Issue connecting to production environment with ssl terminated load balancer

Hi guys, after a long and winding road we have our app released, and are currently doing small regional facebook ad buys to collect app metrics (Flurry). We have a app start event, which confirms that the unity app has a connection, and the app then connects to nakama and authenticates via device id for new users. In flurry we are seeing a 30/45% dropoff of the login complete event. This data is coming from Guatemala and Mexico City respectively. This implies that 30/45% of users can’t successfully reach our production environment. We are hosting nakama on digital ocean in their new york data center, using a SSL terminated load balancer and we are connecting nakama on port 443 and routing to the default port on our droplet. The load balancer uses a Let’s Encrypt cert. We have developers in Nicaragua, India, Egypt, and managers in the states, and have never had issues connecting to this environment. Any ideas on what might be causing this connection issue? Any help greatly appreciated!

Unfortunately we cannot debug the issue as we don’t have access to your deployment and don’t know what configuration and tuning you’ve implemented within Digital Ocean.

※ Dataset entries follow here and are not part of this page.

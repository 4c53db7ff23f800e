//! Worker configuration, loaded from a TOML file or built programmatically.
//!
//! The original DPA program fixes its ring depths and poll quota as C
//! preprocessor constants. This crate keeps the same defaults (see
//! [`crate::sizes`]) but exposes them as a loadable [`WorkerConfig`], the way
//! `rrddmma`'s `ctrl::Cluster::load_toml` loads cluster topology from TOML.

use std::io::Read;
use std::path::Path;

use serde::{Deserialize, Serialize};
use thiserror::Error;

use crate::sizes;

/// Depth and timing parameters for a worker fleet.
#[derive(Debug, Clone, Copy, PartialEq, Eq, Serialize, Deserialize)]
#[serde(default)]
pub struct WorkerConfig {
    /// `LOG_NET_SQ_DEPTH`.
    pub log_net_sq_depth: u32,
    /// `LOG_NET_CQ_DEPTH`.
    pub log_net_cq_depth: u32,
    /// `LOG_WORKER_LOG_SQ_DEPTH`.
    pub log_trig_sq_depth: u32,
    /// `LOG_WORKER_LOG_CQ_DEPTH`.
    pub log_trig_cq_depth: u32,
    /// `LOG_CMDQ_DEPTH`.
    pub log_cmdq_depth: u32,
    /// `LOG_CONCURRENT_COLLS`.
    pub log_concurrent_colls: u32,
    /// `WORKER_POLL_QUOTA_USEC`: microsecond budget a progress hook gets
    /// per thread activation before it must hang up.
    pub poll_quota_usec: u64,
}

impl Default for WorkerConfig {
    fn default() -> Self {
        Self {
            log_net_sq_depth: sizes::LOG_NET_SQ_DEPTH,
            log_net_cq_depth: sizes::LOG_NET_CQ_DEPTH,
            log_trig_sq_depth: sizes::LOG_WORKER_LOG_SQ_DEPTH,
            log_trig_cq_depth: sizes::LOG_WORKER_LOG_CQ_DEPTH,
            log_cmdq_depth: sizes::LOG_CMDQ_DEPTH,
            log_concurrent_colls: sizes::LOG_CONCURRENT_COLLS,
            poll_quota_usec: 50,
        }
    }
}

/// Error loading a [`WorkerConfig`] from a TOML file.
#[derive(Debug, Error)]
pub enum ConfigError {
    /// The file could not be opened or read.
    #[error("cannot read config file: {0}")]
    Io(#[from] std::io::Error),

    /// The file's content is not valid TOML, or a `[ldo]` table is missing.
    #[error("cannot parse config: {0}")]
    Parse(#[from] toml::de::Error),
}

impl WorkerConfig {
    /// Load from a TOML file with a top-level `[ldo]` table. Fields absent
    /// from the file fall back to [`WorkerConfig::default`].
    pub fn load_toml(path: impl AsRef<Path>) -> Result<Self, ConfigError> {
        let mut file = std::fs::File::open(path)?;
        let mut toml_str = String::new();
        file.read_to_string(&mut toml_str)?;
        Self::from_toml_str(&toml_str)
    }

    /// Parse from a TOML string with a top-level `[ldo]` table.
    pub fn from_toml_str(toml_str: &str) -> Result<Self, ConfigError> {
        #[derive(Deserialize)]
        struct Wrapper {
            #[serde(default)]
            ldo: WorkerConfig,
        }
        let wrapper: Wrapper = toml::from_str(toml_str)?;
        Ok(wrapper.ldo)
    }

    /// `L2V(log_cmdq_depth)`.
    pub const fn cmdq_depth(&self) -> u32 {
        sizes::l2v(self.log_cmdq_depth)
    }

    /// `L2V(log_concurrent_colls)`.
    pub const fn concurrent_colls(&self) -> u32 {
        sizes::l2v(self.log_concurrent_colls)
    }

    /// `L2V(log_net_sq_depth)`.
    pub const fn net_sq_depth(&self) -> u32 {
        sizes::l2v(self.log_net_sq_depth)
    }

    /// `L2V(log_net_cq_depth)`.
    pub const fn net_cq_depth(&self) -> u32 {
        sizes::l2v(self.log_net_cq_depth)
    }
}

#[cfg(test)]
mod tests {
    use super::*;

    #[test]
    fn default_matches_sizes_module() {
        let cfg = WorkerConfig::default();
        assert_eq!(cfg.cmdq_depth(), sizes::l2v(sizes::LOG_CMDQ_DEPTH));
    }

    #[test]
    fn partial_toml_falls_back_to_defaults() {
        let cfg = WorkerConfig::from_toml_str("[ldo]\npoll_quota_usec = 200\n").unwrap();
        assert_eq!(cfg.poll_quota_usec, 200);
        assert_eq!(cfg.log_cmdq_depth, sizes::LOG_CMDQ_DEPTH);
    }

    #[test]
    fn missing_table_uses_defaults() {
        let cfg = WorkerConfig::from_toml_str("").unwrap();
        assert_eq!(cfg, WorkerConfig::default());
    }
}
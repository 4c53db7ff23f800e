//! Abstraction over the handful of thread-context primitives the worker
//! state machine needs beyond memory windows and CQ polling: ringing a
//! send-queue doorbell, arming a completion queue for the next hangup, and
//! fencing outstanding writes.
//!
//! Stands in for `flexio_dev_thread_ctx` in `original_source/src/dpa/*.c`
//! (`flexio_dev_qp_sq_ring_db`, `flexio_dev_cq_arm`,
//! `__dpa_thread_memory_writeback`).

/// Doorbell/arm/fence primitives a worker needs to hand control back to the
/// accelerator runtime.
pub trait Device {
    /// Ring the send-queue doorbell for `qpn`, announcing that WQEs are
    /// posted up to producer index `sq_pi`.
    fn ring_sq_db(&mut self, qpn: u32, sq_pi: u32);

    /// Arm completion queue `cqn` so the next CQE (at or after `cq_idx`)
    /// reschedules this thread.
    fn arm_cq(&mut self, cq_idx: u32, cqn: u32);

    /// Fence: ensure all prior WQE and window writes are globally visible
    /// before any subsequent doorbell ring.
    fn memory_writeback(&mut self);
}
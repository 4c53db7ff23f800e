//! Poll-quota discipline: bound how long a progress hook busy-polls before
//! yielding back to the state machine's outer loop.
//!
//! Mirrors the `LDO_POLL_TIME_REMAIN` macro in
//! `original_source/src/dpa/ldo_dev.h`, which compares elapsed time against
//! a fixed microsecond budget on every spin iteration.

use quanta::{Clock, Instant};
use std::time::Duration;

/// A started poll-quota window. Construct one at the top of a progress
/// hook's busy-poll loop, then call [`PollQuota::has_time_remaining`] each
/// iteration.
pub struct PollQuota {
    start: Instant,
    quota: Duration,
    clock: Clock,
}

impl PollQuota {
    /// Start a new quota window of `quota_usec` microseconds, timed from
    /// now.
    pub fn start(clock: Clock, quota_usec: u64) -> Self {
        Self {
            start: clock.now(),
            quota: Duration::from_micros(quota_usec),
            clock,
        }
    }

    /// `true` while less than the quota has elapsed since [`PollQuota::start`].
    pub fn has_time_remaining(&self) -> bool {
        self.clock.now().duration_since(self.start) < self.quota
    }

    /// Elapsed time since the quota window started.
    pub fn elapsed(&self) -> Duration {
        self.clock.now().duration_since(self.start)
    }
}

#[cfg(test)]
mod tests {
    use super::*;

    #[test]
    fn fresh_quota_has_time_remaining() {
        let quota = PollQuota::start(Clock::new(), 50);
        assert!(quota.has_time_remaining());
    }

    #[test]
    fn zero_quota_is_immediately_exhausted() {
        let quota = PollQuota::start(Clock::new(), 0);
        assert!(!quota.has_time_remaining());
    }
}
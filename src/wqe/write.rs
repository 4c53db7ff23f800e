use super::{ce, ds, opcode, CtrlSeg, DataSeg, RdmaSeg, SwqeBb};

/// Format an RDMA Write WQE with completion suppressed (CE = on first
/// error only) into `bb`. Mirrors
/// `ldo_dev_format_rdma_write_no_comp` in
/// `original_source/src/dpa/ldo_a2a_wqes.c`.
///
/// Occupies 3 octowords (control, RDMA, local data): `sq_pi` is the WQE's
/// own producer index, used only for the control segment's index field —
/// callers are responsible for ring placement.
pub fn format_rdma_write_no_comp(
    bb: &mut SwqeBb,
    sq_pi: u32,
    qpn: u32,
    rkey: u32,
    raddr: u64,
    lkey: u32,
    laddr: u64,
    msg_size: u32,
) {
    let ctrl = CtrlSeg {
        opcode_mod: 0,
        wqe_index: sq_pi as u16,
        opcode: opcode::RDMA_WRITE as u8,
        qpn,
        ds: ds::RDMA_WRITE as u8,
        ce: ce::CQE_ON_FIRST_ERROR,
    };
    ctrl.write_into(bb);

    RdmaSeg { rkey, raddr }.write_into(bb, 16);

    DataSeg {
        byte_count: msg_size,
        lkey,
        addr: laddr,
    }
    .write_into(bb, 32);
}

If you were operating on our Heroic Cloud, which also supports our ability to continue developing Nakama open-source, we would be able to help investigate the issue. The Heroic Cloud enables developers to focus on their gameplay and players, rather than worrying about issues such as SSL termination and managing deployments.

Thanks, I understand the cloud option but we have very few users at this point so can’t afford the expense just yet. On our load balancer we have port 443 forwarded to 7350 on the droplet, and 8443 forwarded to port 7351 for the admin console. The documentation says the other ports required are determined by the api port, but how does that work with a load balancer and port forwarding?

it looks like the other two ports required are sequentially one less than the API port, so do I need to open 442 and 441 and have them forwarded to 7349 and 7348 respectively?